The PPL that is avalable to public servants has been negotiated between the Employer and Employees.  It's no different to the private enterprises that have done similar schemes, which would be a draw card for talented women.

We seem to have moved to being a society where there is no sacrifice to achieve some of the goals in life.  Having children is a big decision, personally, financially, socially.  I think society already provides a great deal of support - and rightly so - to families.

I just don't understand why people think it's sensible to spread welfare to those in the top half of the income ladder.  I'd be willing to bet that the money for Abotts PPL could generate many times the economic return if it was used to help those at the bottom of the income ladder.  tax revenue is a scarce resource.  Best we get the greatest economic return we can.


----------



## McLovin (30 August 2013)

*Re: Paid parental leave*



sails said:


> Ths is the interesting thing that women working in the public service already get something similar to PPL - and that is paid out of the public purse.  Where are the complaints at the unfairness that those in the PS get this paid out of taxpayer funds?

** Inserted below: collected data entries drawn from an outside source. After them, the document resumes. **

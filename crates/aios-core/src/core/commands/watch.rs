use std::sync::Arc;
use std::time::Duration;

use serde_json::json;
use tokio_util::sync::CancellationToken;
use tracing::info;

use aios_domain::{canonicalize, SyncStateMachine};

use crate::watch::{links_repair_callback, PollingWatcher, WatchEvent, Watcher};
use crate::{CommandContext, ExecutionOutcome};

#[derive(Clone, Debug, Default)]
pub struct WatchRequest {
    pub paths: Vec<String>,
    /// Overrides the configured polling interval.
    pub interval: Option<Duration>,
    /// Re-run link reconciliation whenever drift is detected.
    pub repair_links: bool,
}

/// Watches until `cancel` fires, reporting each drift event to `on_event`.
pub async fn watch_paths<F>(
    ctx: &CommandContext<'_>,
    request: &WatchRequest,
    cancel: CancellationToken,
    mut on_event: F,
) -> ExecutionOutcome
where
    F: FnMut(&WatchEvent),
{
    let mut paths = Vec::with_capacity(request.paths.len());
    for raw in &request.paths {
        match canonicalize(raw) {
            Ok(path) => paths.push(path),
            Err(err) => return ExecutionOutcome::from_error(&err),
        }
    }
    let interval = request
        .interval
        .unwrap_or_else(|| ctx.config().watch().interval);
    let fsm = Arc::new(SyncStateMachine::new());
    let repair = request
        .repair_links
        .then(|| links_repair_callback(ctx.reconciler()));

    let watcher = PollingWatcher::new(interval);
    let mut handle = match watcher.watch(cancel, Some(Arc::clone(&fsm)), paths.clone(), repair) {
        Ok(handle) => handle,
        Err(err) => return ExecutionOutcome::from_error(&err),
    };

    let mut events = 0usize;
    while let Some(event) = handle.recv().await {
        events += 1;
        on_event(&event);
    }
    handle.join().await;

    let state = fsm.state();
    info!(events, state = state.as_str(), "watch finished");
    ExecutionOutcome::success(
        format!("stopped after {events} drift event(s); sync state {state}"),
        json!({
            "paths": paths,
            "events": events,
            "state": state,
            "history": fsm.history(),
        }),
    )
}

#[cfg(test)]
mod tests {
    use super::*;
    use std::fs;

    use crate::config::{Config, GlobalOptions};
    use crate::CommandStatus;

    #[tokio::test]
    async fn watch_reports_drift_and_final_state() {
        let tmp = tempfile::tempdir().unwrap();
        let watched = tmp.path().join("client");
        fs::create_dir_all(&watched).unwrap();
        fs::write(watched.join("config.json"), br#"{"v":1}"#).unwrap();

        let global = GlobalOptions::default();
        let config = Config::for_root(&tmp.path().join("ws")).unwrap();
        let ctx = CommandContext::with_config(&global, config);
        let request = WatchRequest {
            paths: vec![watched.display().to_string()],
            interval: Some(Duration::from_millis(10)),
            repair_links: true,
        };

        let writer_path = watched.join("config.json");
        tokio::spawn(async move {
            tokio::time::sleep(Duration::from_millis(50)).await;
            fs::write(writer_path, br#"{"v":broken}"#).unwrap();
        });

        let cancel = CancellationToken::new();
        let stop = cancel.clone();
        let mut seen = Vec::new();
        let outcome = tokio::time::timeout(
            Duration::from_secs(5),
            watch_paths(&ctx, &request, cancel, |event| {
                seen.push(event.path.clone());
                stop.cancel();
            }),
        )
        .await
        .expect("watch finishes after cancel");

        assert_eq!(outcome.status, CommandStatus::Ok);
        assert_eq!(seen, vec![watched]);
        assert_eq!(outcome.details["events"], 1);
        assert_eq!(outcome.details["state"], "clean");
    }

    #[tokio::test]
    async fn empty_path_list_is_a_user_error() {
        let tmp = tempfile::tempdir().unwrap();
        let global = GlobalOptions::default();
        let ctx = CommandContext::with_config(&global, Config::for_root(tmp.path()).unwrap());
        let outcome = watch_paths(
            &ctx,
            &WatchRequest::default(),
            CancellationToken::new(),
            |_| {},
        )
        .await;
        assert_eq!(outcome.status, CommandStatus::UserError);
    }
}
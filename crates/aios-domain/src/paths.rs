use std::env;
use std::path::{Component, Path, PathBuf};

use crate::error::{IoResultExt, Result, WorkspaceError};

/// Normalizes a selector string into an absolute, lexically cleaned path.
///
/// Relative inputs are resolved against the process working directory. The
/// path does not need to exist.
pub fn canonicalize(input: &str) -> Result<PathBuf> {
    let trimmed = input.trim();
    if trimmed.is_empty() {
        return Err(WorkspaceError::PathRequired);
    }
    let cwd = env::current_dir().at("determine working directory", Path::new("."))?;
    canonicalize_from(trimmed, &cwd)
}

/// Same as [`canonicalize`] with an explicit base directory.
pub fn canonicalize_from(input: &str, base: &Path) -> Result<PathBuf> {
    let trimmed = input.trim();
    if trimmed.is_empty() {
        return Err(WorkspaceError::PathRequired);
    }
    let raw = Path::new(trimmed);
    if raw.is_absolute() {
        Ok(clean(raw))
    } else {
        Ok(clean(&base.join(raw)))
    }
}

/// Lexically removes `.` and `..` segments and redundant separators.
///
/// `..` at the root stays at the root. Symlinks are not consulted.
#[must_use]
pub fn clean(path: &Path) -> PathBuf {
    let mut out = PathBuf::new();
    let mut depth = 0usize;
    let mut anchored = false;
    for component in path.components() {
        match component {
            Component::Prefix(prefix) => out.push(prefix.as_os_str()),
            Component::RootDir => {
                out.push(Component::RootDir.as_os_str());
                anchored = true;
            }
            Component::CurDir => {}
            Component::ParentDir => {
                if depth > 0 {
                    out.pop();
                    depth -= 1;
                } else if !anchored {
                    out.push("..");
                }
            }
            Component::Normal(part) => {
                out.push(part);
                depth += 1;
            }
        }
    }
    if out.as_os_str().is_empty() {
        out.push(".");
    }
    out
}
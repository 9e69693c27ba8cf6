mod service;
mod store;

pub use service::{Canonicalizer, Clock, InventoryService};
pub use store::{FileInventoryStore, InventoryStore};
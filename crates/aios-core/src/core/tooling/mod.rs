pub mod outcome;
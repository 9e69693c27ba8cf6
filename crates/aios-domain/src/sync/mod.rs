//! Three-state sync machine shared between the drift watcher and status readers.

use std::collections::VecDeque;
use std::fmt;
use std::sync::Mutex;

use serde::{Deserialize, Serialize};

const HISTORY_LIMIT: usize = 64;

#[derive(Clone, Copy, Debug, PartialEq, Eq, Hash, Serialize, Deserialize)]
#[serde(rename_all = "lowercase")]
pub enum SyncState {
    Clean,
    Drifted,
    Repairing,
    /// Reported by a machine that never initialized.
    Unknown,
}

impl SyncState {
    #[must_use]
    pub fn as_str(self) -> &'static str {
        match self {
            SyncState::Clean => "clean",
            SyncState::Drifted => "drifted",
            SyncState::Repairing => "repairing",
            SyncState::Unknown => "unknown",
        }
    }
}

impl fmt::Display for SyncState {
    fn fmt(&self, f: &mut fmt::Formatter<'_>) -> fmt::Result {
        f.write_str(self.as_str())
    }
}

#[derive(Clone, Copy, Debug, PartialEq, Eq, Hash, Serialize, Deserialize)]
#[serde(rename_all = "UPPERCASE")]
pub enum SyncEvent {
    Drift,
    Stable,
    Repair,
}

impl SyncEvent {
    #[must_use]
    pub fn as_str(self) -> &'static str {
        match self {
            SyncEvent::Drift => "DRIFT",
            SyncEvent::Stable => "STABLE",
            SyncEvent::Repair => "REPAIR",
        }
    }
}

/// Looks up the transition table. `None` means the pair is ignored.
#[must_use]
pub fn next_state(from: SyncState, event: SyncEvent) -> Option<SyncState> {
    use SyncEvent::{Drift, Repair, Stable};
    use SyncState::{Clean, Drifted, Repairing, Unknown};
    match (from, event) {
        (Clean | Drifted | Repairing, Drift) => Some(Drifted),
        (Clean | Drifted | Repairing, Stable) => Some(Clean),
        (Drifted | Repairing, Repair) => Some(Repairing),
        (Clean, Repair) | (Unknown, _) => None,
    }
}

#[derive(Clone, Copy, Debug, PartialEq, Eq, Serialize, Deserialize)]
pub struct Transition {
    pub from: SyncState,
    pub event: SyncEvent,
    pub to: SyncState,
}

#[derive(Debug)]
struct Inner {
    state: SyncState,
    history: VecDeque<Transition>,
}

#[derive(Debug)]
pub struct SyncStateMachine {
    inner: Option<Mutex<Inner>>,
}

impl SyncStateMachine {
    #[must_use]
    pub fn new() -> Self {
        Self {
            inner: Some(Mutex::new(Inner {
                state: SyncState::Clean,
                history: VecDeque::new(),
            })),
        }
    }

    /// A machine that failed to initialize: reads `unknown`, ignores events.
    #[must_use]
    pub fn uninitialized() -> Self {
        Self { inner: None }
    }

    /// Applies `event`. Unlisted pairs and uninitialized machines are no-ops.
    pub fn send(&self, event: SyncEvent) {
        let Some(inner) = &self.inner else {
            return;
        };
        let Ok(mut guard) = inner.lock() else {
            return;
        };
        let from = guard.state;
        let Some(to) = next_state(from, event) else {
            return;
        };
        guard.state = to;
        if from != to {
            if guard.history.len() == HISTORY_LIMIT {
                guard.history.pop_front();
            }
            guard.history.push_back(Transition { from, event, to });
        }
    }

    #[must_use]
    pub fn state(&self) -> SyncState {
        self.inner
            .as_ref()
            .and_then(|inner| inner.lock().ok().map(|guard| guard.state))
            .unwrap_or(SyncState::Unknown)
    }

    /// Most recent state-changing transitions, oldest first.
    #[must_use]
    pub fn history(&self) -> Vec<Transition> {
        self.inner
            .as_ref()
            .and_then(|inner| {
                inner
                    .lock()
                    .ok()
                    .map(|guard| guard.history.iter().copied().collect())
            })
            .unwrap_or_default()
    }
}

impl Default for SyncStateMachine {
    fn default() -> Self {
        Self::new()
    }
}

My issue is with the nature of the payment not the source. If an employee has negotiated a leave scheme with their employer, whether public or private, then good for them. I don't want the government or employers to be compelled to, above a minimum safety net.


----------



## Tink (30 August 2013)

*Re: Paid parental leave*

Good on you Calliope for seeing the light and turning this discussion around, I agree with you. 
Public service and some private businesses have had similar for years. This makes it fair across the board as sails has said.

Agree DocK, it is the way you view it, as a work entitlement rather than a welfare payment.


----------



## Logique (30 August 2013)

*Re: Paid parental leave*

I think if a private sector employee is talented enough, and productive enough, they have the credentials to negotiate a parental leave deal with their employer. It's called the free market. 

That's where I think it should rest. 

It's true that public sector unions have negotiated universal schemes, and while I think there's a need to revisit this policy, it is often part of a low to average salary package, and in a background workplace environment of declining staff numbers, and year on year productivity increases.

I can tell you, when young women are looking to start a family, they circle around government jobs, like sharks around a shipwrecked sailor. That is their right, but I'm not sure it's the best outcome for productivity. Some don't reappear after maternity leave finishes.


----------



## Calliope (30 August 2013)

*Re: Paid parental leave*



sydboy007 said:


> I just don't understand why people think it's sensible to spread welfare to those in the top half of the income ladder.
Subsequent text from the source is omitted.